Also awaiting me are purple tins of Tennent’s Super lager. Flipping one open the first mouthfuls are treacherous, and it’s touch and go whether my stomach will accept this latest assault or forcibly reject it. Thankfully it’s the former, and after several slugs a pleasant numbness pervades. This sense of relaxation translates into a vigorous lead line that I instantly launch into over Kenny’s riff once I’ve sussed his root notes are Bb, E, and A.
I nudge the volume higher still. I might have spent the weekend dancing shambolically to Detroit House imports, but Little Big Dig produce far more visceral post-rock, punk-tinged, with frequent lunges into the aural escapism of Can. Because the room is only booked for three hours we have little time for socialising. We just get on with forging these dense but arresting melodies, our current focus a gig pencilled in for The Jailhouse behind Waverley Station. To get away from work for the soundcheck I’ve already notified Veronica of an imaginary dental appointment.
Finishing what develops into a particularly gruelling 11-minute epic I stumble as I bend down to fiddle with my effects pedals. Easing the ‘overdrive’ down a notch, I play a few chords with a less abrasive setting. Kenny immediately launches into a lugubrious bassline with a quirky, jazzy undertone. I set off on some jagged lead improvisation, not a million miles away from something Bruce Gilbert might’ve done on Wire’s 154 album. Tom adds a plaintive keyboard refrain while Jack kicks into a shuffling rhythm using his beaters.
Pausing on an E minor bar-chord I pace over to the tape recorder, then press record. From its dulcet overture, the jam builds into a powerful, menacing piece. At one point Tom is stabbing at the keyboard while I’m plucking strings way up the fretboard, then pressing my guitar into the amp to submerge any lingering melody beneath a squall of feedback. The bass thunders relentlessly, Kenny frequently playing chords before Jack switches to sticks and begins thrashing the cymbals within an inch of their lives. At synchronised intervals, the sonic wall dips into a gorgeous key change. In my semi-drunken state, it puts me in mind of a chink of sunlight during a storm. This persists for a few bars then the music gradually gains momentum once again, clawing towards awesome new heights. Combined with the alcohol flowing through me, this feels as if we are creating an epic moment destined to take its place in the annals of rock history alongside ‘Stairway to Heaven’ or ‘The Dark Side of the Moon,’ only with the hippyish self-indulgence subverted by a streetwise vibe.

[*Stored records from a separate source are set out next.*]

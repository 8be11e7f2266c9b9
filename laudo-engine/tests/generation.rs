//! End-to-end generation through the public API.

use laudo_engine::docx::package::Package;
use laudo_engine::docx::paragraph;
use laudo_engine::testing::{png_bytes, TemplateBuilder};
use laudo_engine::{
    AttachmentItem, AttachmentKind, Attachments, Dataset, Document, DocumentAssembler, Record,
    Warning,
};
use rstest::rstest;

fn assemble(template: TemplateBuilder, dataset: &Dataset, attachments: &Attachments) -> (Document, Vec<Warning>) {
    let document = Document::from_bytes(&template.build()).unwrap();
    let assembled = DocumentAssembler::default()
        .assemble_document(document, dataset, attachments)
        .unwrap();
    (
        Document::from_bytes(&assembled.bytes).unwrap(),
        assembled.warnings,
    )
}

#[rstest]
#[case("[AUTOR]")]
#[case("{AUTOR}")]
#[case("<<AUTOR>>")]
#[case("[autor]")]
#[case("<<Autor>>")]
fn test_every_delimiter_form_renders_the_value(#[case] token: &str) {
    let dataset = Dataset::new().with("AUTOR", "John Doe");
    let (document, warnings) = assemble(
        TemplateBuilder::new().paragraph(&format!("Autor: {}.", token)),
        &dataset,
        &Attachments::new(),
    );
    assert!(warnings.is_empty());
    assert_eq!(document.paragraph_texts(), vec!["Autor: John Doe."]);
}

#[test]
fn test_header_example() {
    let dataset = Dataset::from_json_str(
        r#"{"NUMERO_PROCESSO": "0001234-56.2023", "AUTOR": "John Doe", "REU": "Jane Roe"}"#,
    )
    .unwrap();
    let (document, warnings) = assemble(
        TemplateBuilder::new()
            .paragraph("LAUDO PERICIAL")
            .paragraph("[CABECALHO]")
            .paragraph("Corpo"),
        &dataset,
        &Attachments::new(),
    );
    assert!(warnings.is_empty());
    assert_eq!(
        document.paragraph_texts(),
        vec![
            "LAUDO PERICIAL",
            "Processo nº: 0001234-56.2023\nAutor: John Doe\nRéu: Jane Roe",
            "Corpo",
        ]
    );
}

#[test]
fn test_header_values_are_not_substituted_again() {
    let dataset = Dataset::new()
        .with("NUMERO_PROCESSO", "0001")
        .with("AUTOR", "Construtora {REU}")
        .with("REU", "Jane Roe");
    let (document, warnings) = assemble(
        TemplateBuilder::new()
            .paragraph("[CABECALHO]")
            .paragraph("Autor: [AUTOR]"),
        &dataset,
        &Attachments::new(),
    );
    assert!(warnings.is_empty());
    assert_eq!(
        document.paragraph_texts(),
        vec![
            "Processo nº: 0001\nAutor: Construtora {REU}\nRéu: Jane Roe",
            "Autor: Construtora {REU}",
        ]
    );
}

#[test]
fn test_bracketed_header_value_does_not_warn() {
    let dataset = Dataset::new()
        .with("NUMERO_PROCESSO", "0001")
        .with("AUTOR", "Empresa X [em recuperacao]")
        .with("REU", "Jane Roe");
    let (document, warnings) = assemble(
        TemplateBuilder::new().paragraph("[CABECALHO]"),
        &dataset,
        &Attachments::new(),
    );
    assert!(warnings.is_empty());
    assert_eq!(
        document.paragraph_texts(),
        vec!["Processo nº: 0001\nAutor: Empresa X [em recuperacao]\nRéu: Jane Roe"]
    );
}

#[test]
fn test_unresolved_token_beside_header_warns_once() {
    let dataset = Dataset::new()
        .with("NUMERO_PROCESSO", "0001")
        .with("AUTOR", "John Doe")
        .with("REU", "Jane Roe");
    let (_, warnings) = assemble(
        TemplateBuilder::new().paragraph("[CABECALHO] [NADA]"),
        &dataset,
        &Attachments::new(),
    );
    assert_eq!(
        warnings,
        vec![Warning::UnresolvedPlaceholder {
            token: "[NADA]".to_string()
        }]
    );
}

#[test]
fn test_list_block_creates_one_paragraph_per_item() {
    let dataset = Dataset::new().with(
        "DILIGENCIAS",
        vec![
            "Vistoria em 10/03".to_string(),
            "Registro fotográfico".to_string(),
            "Medição das áreas".to_string(),
        ],
    );
    let (document, _) = assemble(
        TemplateBuilder::new()
            .with_bullet_style()
            .paragraph("Diligências realizadas:")
            .paragraph_runs(&["{DILIG", "ENCIAS}"])
            .paragraph("Fim"),
        &dataset,
        &Attachments::new(),
    );
    assert_eq!(
        document.paragraph_texts(),
        vec![
            "Diligências realizadas:",
            "Vistoria em 10/03",
            "Registro fotográfico",
            "Medição das áreas",
            "Fim",
        ]
    );
    let items = &document.body_paragraphs()[1..4];
    for p in items {
        assert_eq!(
            paragraph::paragraph_style(document.tree(), *p).as_deref(),
            Some("ListBullet")
        );
    }
}

#[test]
fn test_dynamic_question_block() {
    let dataset = Dataset::new().with(
        "QUESITOS_REU",
        vec![Record::new()
            .with("PERGUNTA", "O imóvel apresenta infiltrações?")
            .with("RESPOSTA", "Sim, na cozinha.")],
    );
    let (document, _) = assemble(
        TemplateBuilder::new()
            .paragraph("QUESITOS DO RÉU")
            .paragraph("[QUESITOS_REU]")
            .paragraph("[QUESITOS_AUTOR]"),
        &dataset,
        &Attachments::new(),
    );
    assert_eq!(
        document.paragraph_texts(),
        vec![
            "QUESITOS DO RÉU",
            "1. Quesito: O imóvel apresenta infiltrações?\n   Resposta: Sim, na cozinha.",
            "Nenhum registro de quesitos do autor foi apresentado.",
        ]
    );
}

#[test]
fn test_not_a_number_keeps_token() {
    let dataset = Dataset::new().with("VALOR", "mil reais");
    let (document, warnings) = assemble(
        TemplateBuilder::new().paragraph("Valor: [VALOR_EXTENSO]"),
        &dataset,
        &Attachments::new(),
    );
    assert_eq!(document.paragraph_texts(), vec!["Valor: [VALOR_EXTENSO]"]);
    assert_eq!(
        warnings,
        vec![Warning::NotANumber {
            token: "[VALOR_EXTENSO]".to_string()
        }]
    );
}

#[test]
fn test_tables_are_rewritten() {
    let dataset = Dataset::new().with("AUTOR", "John Doe").with("REU", "Jane Roe");
    let (document, _) = assemble(
        TemplateBuilder::new().table(&[&["Autor", "[AUTOR]"], &["Réu", "<<REU>>"]]),
        &dataset,
        &Attachments::new(),
    );
    let xml = document.tree().subtree_to_string(document.body());
    assert!(xml.contains("John Doe"));
    assert!(xml.contains("Jane Roe"));
    assert!(!xml.contains("[AUTOR]"));
}

#[test]
fn test_sections_order_with_all_collections() {
    let attachments = Attachments::new()
        .with(AttachmentItem::new(AttachmentKind::Attachment, 1, "Contrato"))
        .with(AttachmentItem::new(AttachmentKind::AnswerImage, 1, "Fachada").with_image(png_bytes(8, 8)))
        .with(AttachmentItem::new(AttachmentKind::Appendix, 1, "Planta").with_image(png_bytes(16, 8)));
    let (document, warnings) = assemble(
        TemplateBuilder::new()
            .paragraph("Corpo")
            .paragraph("Nada mais havendo, encerro o presente laudo.")
            .paragraph("Perito"),
        &Dataset::new(),
        &attachments,
    );
    assert!(warnings.is_empty());
    let texts = document.paragraph_texts();
    let position = |heading: &str| texts.iter().position(|t| t == heading).unwrap();
    assert!(position("APÊNDICES") < position("IMAGENS DAS RESPOSTAS"));
    assert!(position("IMAGENS DAS RESPOSTAS") < position("ANEXOS"));
    assert_eq!(position("APÊNDICES"), 2);
    assert_eq!(texts.last().map(String::as_str), Some("Perito"));
}

#[test]
fn test_missing_sentinel_appends_at_tail() {
    let attachments = Attachments::new().with(AttachmentItem::new(AttachmentKind::Attachment, 1, "Contrato"));
    let (document, warnings) = assemble(
        TemplateBuilder::new().paragraph("Corpo"),
        &Dataset::new(),
        &attachments,
    );
    assert!(warnings.is_empty());
    assert_eq!(
        document.paragraph_texts(),
        vec!["Corpo", "ANEXOS", "Anexo 1 - Contrato"]
    );
    let body = document.body();
    let last = *document.tree().children(body).last().unwrap();
    assert!(document.tree().is(last, "w:sectPr"));
}

#[test]
fn test_only_appendices_with_one_image() {
    let attachments = Attachments::new()
        .with(AttachmentItem::new(AttachmentKind::Appendix, 1, "Planta baixa").with_image(png_bytes(30, 15)));
    let template = TemplateBuilder::new().paragraph("Nada mais havendo.");
    let document = Document::from_bytes(&template.build()).unwrap();
    let assembled = DocumentAssembler::default()
        .assemble_document(document, &Dataset::new(), &attachments)
        .unwrap();

    let package = Package::from_bytes(&assembled.bytes).unwrap();
    let media: Vec<&str> = package
        .part_names()
        .filter(|name| name.starts_with("word/media/"))
        .collect();
    assert_eq!(media, vec!["word/media/laudo_image1.png"]);

    let document = Document::from_bytes(&assembled.bytes).unwrap();
    let texts = document.paragraph_texts();
    assert_eq!(texts.iter().filter(|t| t.as_str() == "APÊNDICES").count(), 1);
    assert!(!texts.iter().any(|t| t == "IMAGENS DAS RESPOSTAS" || t == "ANEXOS"));
    assert!(texts.contains(&"Apêndice 1 - Planta baixa".to_string()));

    let xml = document.tree().subtree_to_string(document.body());
    assert_eq!(xml.matches("<w:drawing").count(), 1);
    // 15 cm wide, half as tall
    assert!(xml.contains(r#"<wp:extent cx="5400000" cy="2700000"/>"#));
}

Like a sizeable portion of twentysomething rock musicians devoted to their art, I harbour delusions that what we are doing will eventually lead to my escape from the mundane crap that currently approximates my profession. I remain adamant any serious record producer hearing our music will see pound signs. After all the twee, plaid-shirted, jangly-guitar pop polluting the post-punk scene, like American Christian summer campfire singalongs, our epic mood-pieces will inject long overdue shades of twisted darkness. Eventually, the track winds down until Jack concludes everything with swirling crashes on the cymbals that remind me of storm clouds receding.
‘That was fucking brilliant, guys,’ I remark.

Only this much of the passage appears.